(Data provided Opens)

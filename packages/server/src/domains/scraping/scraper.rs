//! Scraper: drains the scrape queue and scrapes sources on demand.
//!
//! ```text
//! process_scraping_queue()
//!     ├─► fail_exhausted_stale()
//!     └─► loop: claim_batch() ─► scrape_source() ─► mark_done / mark_failed
//!
//! scrape_from_multiple_sources(names)
//!     └─► resolve sources ─► scrape_source() for each, concurrently
//! ```

use anyhow::{anyhow, bail, Result};
use async_trait::async_trait;
use futures::stream::{self, StreamExt};
use std::collections::HashSet;
use tracing::{debug, info, warn};
use url::Url;

use super::data::{QueueReport, SessionSummary, SourceOutcome};
use super::models::{
    JobSource, QueueItemStatus, ScrapeQueueItem, ScrapingJob, ScrapingSession, SessionTally,
};
use super::parsing::parse_listing;
use crate::common::{QueueItemId, ScrapingSessionId};
use crate::kernel::ServerDeps;

/// Sources scraped at once by `scrape_from_multiple_sources`
const MAX_CONCURRENT_SOURCES: usize = 4;

/// Queue draining and multi-source scraping, as seen by the background
/// processor and the run dispatcher.
#[async_trait]
pub trait ScrapeService: Send + Sync {
    /// One pass over the scrape queue.
    async fn process_scraping_queue(&self) -> Result<QueueReport>;

    /// Scrape the named sources, or every registered source for `None`.
    ///
    /// A failing source is reported in its outcome and never aborts the batch.
    async fn scrape_from_multiple_sources(
        &self,
        sources: Option<Vec<String>>,
    ) -> Result<Vec<SourceOutcome>>;
}

pub struct Scraper {
    deps: ServerDeps,
}

impl Scraper {
    pub fn new(deps: ServerDeps) -> Self {
        Self { deps }
    }

    /// Scrape one source inside a new session.
    ///
    /// The session ends `completed` with its tallies, or `failed` with the
    /// error, which is also returned. With a queue `claim`, its lease is
    /// renewed before every request and losing it aborts the scrape.
    pub async fn scrape_source(
        &self,
        source: &JobSource,
        claim: Option<&ScrapeQueueItem>,
    ) -> Result<SessionSummary> {
        let pool = &self.deps.db_pool;
        let session = ScrapingSession::start(source.id, claim.map(|c| c.id), pool).await?;
        let mut summary = SessionSummary {
            session_id: Some(session.id),
            ..Default::default()
        };

        match self.collect(source, session.id, claim, &mut summary).await {
            Ok(()) => {
                if let Err(e) = ScrapingSession::complete(session.id, tally(&summary), pool).await {
                    warn!(session_id = %session.id, error = %e, "Failed to record session completion");
                }
                info!(
                    source = %source.name,
                    pages = summary.pages_fetched,
                    found = summary.jobs_found,
                    new = summary.new_jobs,
                    "Scraped source"
                );
                Ok(summary)
            }
            Err(e) => {
                let message = format!("{:#}", e);
                if let Err(record_err) =
                    ScrapingSession::fail(session.id, tally(&summary), &message, pool).await
                {
                    warn!(session_id = %session.id, error = %record_err, "Failed to record session failure");
                }
                Err(e)
            }
        }
    }

    /// Fetch every listing page of `source` and save what it contains.
    async fn collect(
        &self,
        source: &JobSource,
        session_id: ScrapingSessionId,
        claim: Option<&ScrapeQueueItem>,
        summary: &mut SessionSummary,
    ) -> Result<()> {
        let config = source.parsed_config()?;
        let base = Url::parse(&source.base_url)?;

        let mut starts = vec![base.clone()];
        for path in &config.paths {
            match base.join(path) {
                Ok(url) => starts.push(url),
                Err(e) => warn!(source = %source.name, path = %path, error = %e, "Skipping invalid path"),
            }
        }

        let mut visited = HashSet::new();

        for start in starts {
            let mut next = Some(start);
            let mut pages_in_chain = 0;

            while let Some(url) = next.take() {
                if pages_in_chain >= config.page_limit() || !visited.insert(url.to_string()) {
                    break;
                }

                self.deps
                    .rate_limiter
                    .until_ready(source.id, source.rate_limit)
                    .await;
                if let Some(claim) = claim {
                    self.renew_claim(claim).await?;
                }

                let page = match self.deps.web_scraper.fetch(url.as_str()).await {
                    Ok(page) => page,
                    // Nothing fetched yet means the source itself is unreachable
                    Err(e) if summary.pages_fetched == 0 => return Err(e),
                    Err(e) => {
                        warn!(source = %source.name, url = %url, error = %e, "Page fetch failed, skipping");
                        break;
                    }
                };
                summary.pages_fetched += 1;
                pages_in_chain += 1;

                let page_url = Url::parse(&page.url).unwrap_or(url);
                let listing = parse_listing(&page.html, &page_url, &config)?;
                debug!(url = %page_url, postings = listing.postings.len(), "Parsed listing page");

                for posting in &listing.postings {
                    summary.jobs_found += 1;
                    let inserted =
                        ScrapingJob::upsert(source.id, session_id, posting, &self.deps.db_pool)
                            .await?;
                    summary.jobs_saved += 1;
                    if inserted {
                        summary.new_jobs += 1;
                    }
                }

                next = listing.next_page;
            }
        }

        Ok(())
    }

    async fn renew_claim(&self, claim: &ScrapeQueueItem) -> Result<()> {
        let held = ScrapeQueueItem::extend_lease(
            claim.id,
            claim.attempts,
            self.deps.queue.lease_duration,
            &self.deps.db_pool,
        )
        .await?;
        if !held {
            bail!("Queue item {} was claimed by another drain", claim.id);
        }
        Ok(())
    }

    async fn process_item(&self, item: &ScrapeQueueItem) -> Result<SessionSummary> {
        let source = JobSource::find_by_id(item.source_id, &self.deps.db_pool)
            .await?
            .ok_or_else(|| anyhow!("Job source {} not found", item.source_id))?;
        self.scrape_source(&source, Some(item)).await
    }
}

#[async_trait]
impl ScrapeService for Scraper {
    async fn process_scraping_queue(&self) -> Result<QueueReport> {
        let pool = &self.deps.db_pool;
        let limits = &self.deps.queue;
        let mut report = QueueReport::default();

        report.expired = ScrapeQueueItem::fail_exhausted_stale(pool).await? as usize;
        if report.expired > 0 {
            warn!(count = report.expired, "Failed stale queue items with no attempts left");
        }

        let mut handled: Vec<QueueItemId> = Vec::new();

        while report.claimed < limits.max_items_per_pass {
            let remaining = (limits.max_items_per_pass - report.claimed) as i64;
            let batch = ScrapeQueueItem::claim_batch(
                limits.batch_size.min(remaining),
                limits.lease_duration,
                &handled,
                pool,
            )
            .await?;

            if batch.is_empty() {
                break;
            }
            report.claimed += batch.len();

            for item in batch {
                handled.push(item.id);

                match self.process_item(&item).await {
                    Ok(_) => {
                        if ScrapeQueueItem::mark_done(item.id, item.attempts, pool).await? {
                            report.succeeded += 1;
                        } else {
                            warn!(item_id = %item.id, attempt = item.attempts, "Claim lost before completion, leaving item to its new owner");
                            report.lost += 1;
                        }
                    }
                    Err(e) => {
                        let message = format!("{:#}", e);
                        let status =
                            ScrapeQueueItem::mark_failed(item.id, item.attempts, &message, pool)
                                .await?;
                        warn!(
                            item_id = %item.id,
                            attempt = item.attempts,
                            status = ?status,
                            error = %message,
                            "Queue item failed"
                        );
                        match status {
                            Some(QueueItemStatus::Failed) => report.failed += 1,
                            Some(_) => report.requeued += 1,
                            None => report.lost += 1,
                        }
                    }
                }
            }
        }

        Ok(report)
    }

    async fn scrape_from_multiple_sources(
        &self,
        sources: Option<Vec<String>>,
    ) -> Result<Vec<SourceOutcome>> {
        let pool = &self.deps.db_pool;

        let (resolved, mut outcomes) = match sources {
            None => (JobSource::find_all(pool).await?, Vec::new()),
            Some(names) => {
                let found = JobSource::find_by_names(&names, pool).await?;
                let missing = names
                    .iter()
                    .filter(|name| !found.iter().any(|s| &s.name == *name))
                    .map(|name| SourceOutcome::failed(name.clone(), "unknown source"))
                    .collect::<Vec<_>>();
                (found, missing)
            }
        };

        info!(sources = resolved.len(), unknown = outcomes.len(), "Scraping sources");

        let scraped: Vec<SourceOutcome> = stream::iter(resolved)
            .map(|source| async move {
                match self.scrape_source(&source, None).await {
                    Ok(summary) => SourceOutcome::succeeded(source.name, summary),
                    Err(e) => {
                        warn!(source = %source.name, error = %e, "Source scrape failed");
                        SourceOutcome::failed(source.name, format!("{:#}", e))
                    }
                }
            })
            .buffer_unordered(MAX_CONCURRENT_SOURCES)
            .collect()
            .await;

        outcomes.extend(scraped);
        outcomes.sort_by(|a, b| a.source.cmp(&b.source));
        Ok(outcomes)
    }
}

fn tally(summary: &SessionSummary) -> SessionTally {
    SessionTally {
        pages_fetched: summary.pages_fetched,
        jobs_found: summary.jobs_found,
        jobs_saved: summary.jobs_saved,
    }
}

(Data provided Closes)

:: What you have to do ::
Report each line in the data above that holds the word "Some" by copying it.

:: The completed task ::
            session_id: Some(session.id),
            let mut next = Some(start);
            while let Some(url) = next.take() {
                if let Some(claim) = claim {
        self.scrape_source(&source, Some(item)).await
                            Some(QueueItemStatus::Failed) => report.failed += 1,
                            Some(_) => report.requeued += 1,
            Some(names) => {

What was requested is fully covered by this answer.